Suppose we could knock down the white unemployment rate by a percentage point with corresponding gains for African Americans and African-American teens. It is very difficult to envision a social program that would provide the same benefit to Black teens as a 6 percentage point drop in their unemployment rate.
As president, Clinton will have an immediate opportunity to affect employment levels, since she is likely to come into office with at least two vacancies on Federal Reserve’s Board of Governors. She will also have the opportunity to reappoint the chair, Janet Yellen, or name a replacement in her first year in office. If these appointees are committed to having the Fed maintain a policy of low interest rates it can have a substantial impact on the rate of growth of the economy and employment.
In addition to Fed policy, Clinton will also be designing budget and trade policies that can have a huge impact on both the level and composition of employment. On the budget, Clinton should be prepared to run deficits to finance infrastructure and other spending, especially when the economy faces a large and persistent demand gap (aka: secular stagnation). She should also support jobs programs for the most disadvantaged to give them a foot into the labor market.
Our $500 billion annual trade deficit is the major cause of the demand gap we face.
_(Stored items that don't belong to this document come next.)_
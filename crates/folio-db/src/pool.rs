//! # Database Pool Management
//!
//! One `SqlitePool` behind a cloneable [`Database`] handle. The pool is
//! built from a [`DbConfig`], migrations run on connect unless disabled,
//! and repositories are handed out as cheap per-call views over the pool.
//!
//! ## SQLite Setup
//! Every connection opens with:
//! - WAL journal, so catalog reads keep flowing while a reservation writes
//! - `synchronous = NORMAL`, the durability level WAL is designed around
//! - Foreign keys ON (SQLite ships with them off)

use sqlx::sqlite::{SqliteConnectOptions, SqliteJournalMode, SqlitePoolOptions, SqliteSynchronous};
use sqlx::SqlitePool;
use std::path::PathBuf;
use std::str::FromStr;
use std::time::Duration;
use tracing::{debug, info};

use crate::error::{DbError, DbResult};
use crate::migrations;
use crate::repository::book::BookRepository;
use crate::repository::reservation::ReservationRepository;
use crate::repository::sale::SaleRepository;

// =============================================================================
// Configuration
// =============================================================================

/// Pool settings, built with the consuming-builder style.
///
/// ## Example
/// ```rust,ignore
/// let config = DbConfig::new("./data/folio.db")
///     .max_connections(5)
///     .min_connections(1);
/// ```
#[derive(Debug, Clone)]
pub struct DbConfig {
    /// Where the SQLite file lives. Created on first connect.
    pub database_path: PathBuf,

    /// Pool ceiling. Five covers a single-store counter comfortably.
    pub max_connections: u32,

    /// Connections kept warm between requests. Default: 1.
    pub min_connections: u32,

    /// How long an acquire may wait before giving up. Default: 30s.
    pub connect_timeout: Duration,

    /// Idle time before a pooled connection is dropped. Default: 10 minutes.
    pub idle_timeout: Duration,

    /// Apply pending migrations during [`Database::new`]. Default: true.
    pub run_migrations: bool,
}

impl DbConfig {
    /// Builds a configuration for the database file at `path`.
    pub fn new(path: impl Into<PathBuf>) -> Self {
        DbConfig {
            database_path: path.into(),
            max_connections: 5,
            min_connections: 1,
            connect_timeout: Duration::from_secs(30),
            idle_timeout: Duration::from_secs(600),
            run_migrations: true,
        }
    }

    /// Sets the pool ceiling.
    pub fn max_connections(mut self, max: u32) -> Self {
        self.max_connections = max;
        self
    }

    /// Sets how many connections stay open while idle.
    pub fn min_connections(mut self, min: u32) -> Self {
        self.min_connections = min;
        self
    }

    /// Sets the acquire timeout.
    pub fn connect_timeout(mut self, timeout: Duration) -> Self {
        self.connect_timeout = timeout;
        self
    }

    /// Enables or disables migrations on connect.
    pub fn run_migrations(mut self, run: bool) -> Self {
        self.run_migrations = run;
        self
    }

    /// Configuration for an isolated in-memory database.
    ///
    /// Every test gets its own schema and rows; nothing touches disk.
    pub fn in_memory() -> Self {
        DbConfig {
            database_path: PathBuf::from(":memory:"),
            // A second connection would see a different empty database
            max_connections: 1,
            min_connections: 1,
            connect_timeout: Duration::from_secs(5),
            idle_timeout: Duration::from_secs(60),
            run_migrations: true,
        }
    }

    /// Translates this config into sqlx connect options.
    fn connect_options(&self) -> DbResult<SqliteConnectOptions> {
        // mode=rwc creates the file on first open
        let url = format!("sqlite://{}?mode=rwc", self.database_path.display());

        let options = SqliteConnectOptions::from_str(&url)
            .map_err(|e| DbError::ConnectionFailed(e.to_string()))?
            .journal_mode(SqliteJournalMode::Wal)
            .synchronous(SqliteSynchronous::Normal)
            // Off by default in SQLite; the schema depends on them
            .foreign_keys(true)
            .create_if_missing(true);

        Ok(options)
    }
}

// =============================================================================
// Database
// =============================================================================

/// Cloneable handle over the pool; repositories are minted per call.
///
/// ## Design: One Handle, Many Repositories
/// ```text
/// ┌─────────────────────────────────────────────────────────────────────────┐
/// │  Engine State Management                                                │
/// │                                                                         │
/// │  The engine owns one Database and hands out cheap repository views:    │
/// │                                                                         │
/// │  db.books()         ← Catalog rows + stock CAS writes                  │
/// │  db.reservations()  ← Headers, items, status guard, number sequence    │
/// │  db.sales()         ← Immutable sale records                           │
/// │                                                                         │
/// │  Benefits:                                                              │
/// │  • Operations only get the repository they need                        │
/// │  • Pool is shared, clones are cheap (Arc inside SqlitePool)            │
/// │  • Easier testing (in-memory Database per test)                        │
/// └─────────────────────────────────────────────────────────────────────────┘
/// ```
///
/// ## Usage
/// ```rust,ignore
/// let db = Database::new(DbConfig::new("./folio.db")).await?;
/// let books = db.books().list().await?;
/// ```
#[derive(Debug, Clone)]
pub struct Database {
    pool: SqlitePool,
}

impl Database {
    /// Opens the pool described by `config`.
    ///
    /// The file is created when missing, the WAL/foreign-key pragmas are
    /// applied per connection, and pending migrations run unless the
    /// config turned them off.
    ///
    /// ## Errors
    /// [`DbError::ConnectionFailed`] when the pool cannot be built,
    /// [`DbError::MigrationFailed`] when a migration fails to apply.
    pub async fn new(config: DbConfig) -> DbResult<Self> {
        info!(
            path = %config.database_path.display(),
            "Initializing database connection"
        );

        let connect_options = config.connect_options()?;
        debug!("Connection options configured");

        let pool = SqlitePoolOptions::new()
            .max_connections(config.max_connections)
            .min_connections(config.min_connections)
            .acquire_timeout(config.connect_timeout)
            .idle_timeout(Some(config.idle_timeout))
            .connect_with(connect_options)
            .await
            .map_err(|e| DbError::ConnectionFailed(e.to_string()))?;

        info!(
            max_connections = config.max_connections,
            "Database pool created"
        );

        let db = Database { pool };

        if config.run_migrations {
            db.run_migrations().await?;
        }

        Ok(db)
    }

    /// Applies pending migrations.
    ///
    /// Called from [`Database::new`] by default; call it yourself only
    /// when the config disabled migrations on connect.
    pub async fn run_migrations(&self) -> DbResult<()> {
        info!("Running database migrations");
        migrations::run_migrations(&self.pool).await?;
        info!("Migrations complete");
        Ok(())
    }

    /// The raw pool, for callers that run their own SQL.
    ///
    /// For one-off queries the repositories do not cover; prefer the
    /// repository methods when one exists.
    pub fn pool(&self) -> &SqlitePool {
        &self.pool
    }

    /// Returns the book repository.
    pub fn books(&self) -> BookRepository {
        BookRepository::new(self.pool.clone())
    }

    /// Returns the reservation repository.
    pub fn reservations(&self) -> ReservationRepository {
        ReservationRepository::new(self.pool.clone())
    }

    /// A [`SaleRepository`] over this pool.
    pub fn sales(&self) -> SaleRepository {
        SaleRepository::new(self.pool.clone())
    }

    /// Closes the pool. Repository calls fail after this.
    pub async fn close(&self) {
        info!("Closing database connection pool");
        self.pool.close().await;
    }

    /// Returns whether the database still answers queries.
    pub async fn health_check(&self) -> bool {
        sqlx::query("SELECT 1").execute(&self.pool).await.is_ok()
    }
}

// =============================================================================
// Unit Tests
// =============================================================================

#[cfg(test)]
mod tests {
    use super::*;

    #[tokio::test]
    async fn test_in_memory_database_answers_queries() {
        let db = Database::new(DbConfig::in_memory()).await.unwrap();

        assert!(db.health_check().await);
    }

    #[tokio::test]
    async fn test_migrations_seed_the_sequence_row() {
        let db = Database::new(DbConfig::in_memory()).await.unwrap();

        let value: i64 =
            sqlx::query_scalar("SELECT value FROM sequences WHERE name = 'reservation_number'")
                .fetch_one(db.pool())
                .await
                .unwrap();

        assert_eq!(value, 0);
    }

    #[tokio::test]
    async fn test_config_builder_keeps_overrides() {
        let config = DbConfig::new("/tmp/folio_test.db")
            .max_connections(10)
            .min_connections(2)
            .run_migrations(false);

        assert_eq!(config.max_connections, 10);
        assert_eq!(config.min_connections, 2);
        assert!(!config.run_migrations);
    }
}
Clinton should pursue policies to lower this deficit, most importantly by reducing the value of the dollar which will make US goods and services more competitively internationally. We will not get back the 4.4 million manufacturing jobs we’ve lost since Bill Clinton took office, but a smaller trade deficit could get back 1-2 million, and that would make a noticeable difference in the labor market.
It is often said that after parties approve their platforms they begin ignoring them immediately. There is much truth to this line. But it is more likely that a second President Clinton will take seriously a commitment that she has made than one she has not. It would be a big step forward if she reversed a mistake made by Bill Clinton and reaffirmed the Democratic Party’s commitment to full employment.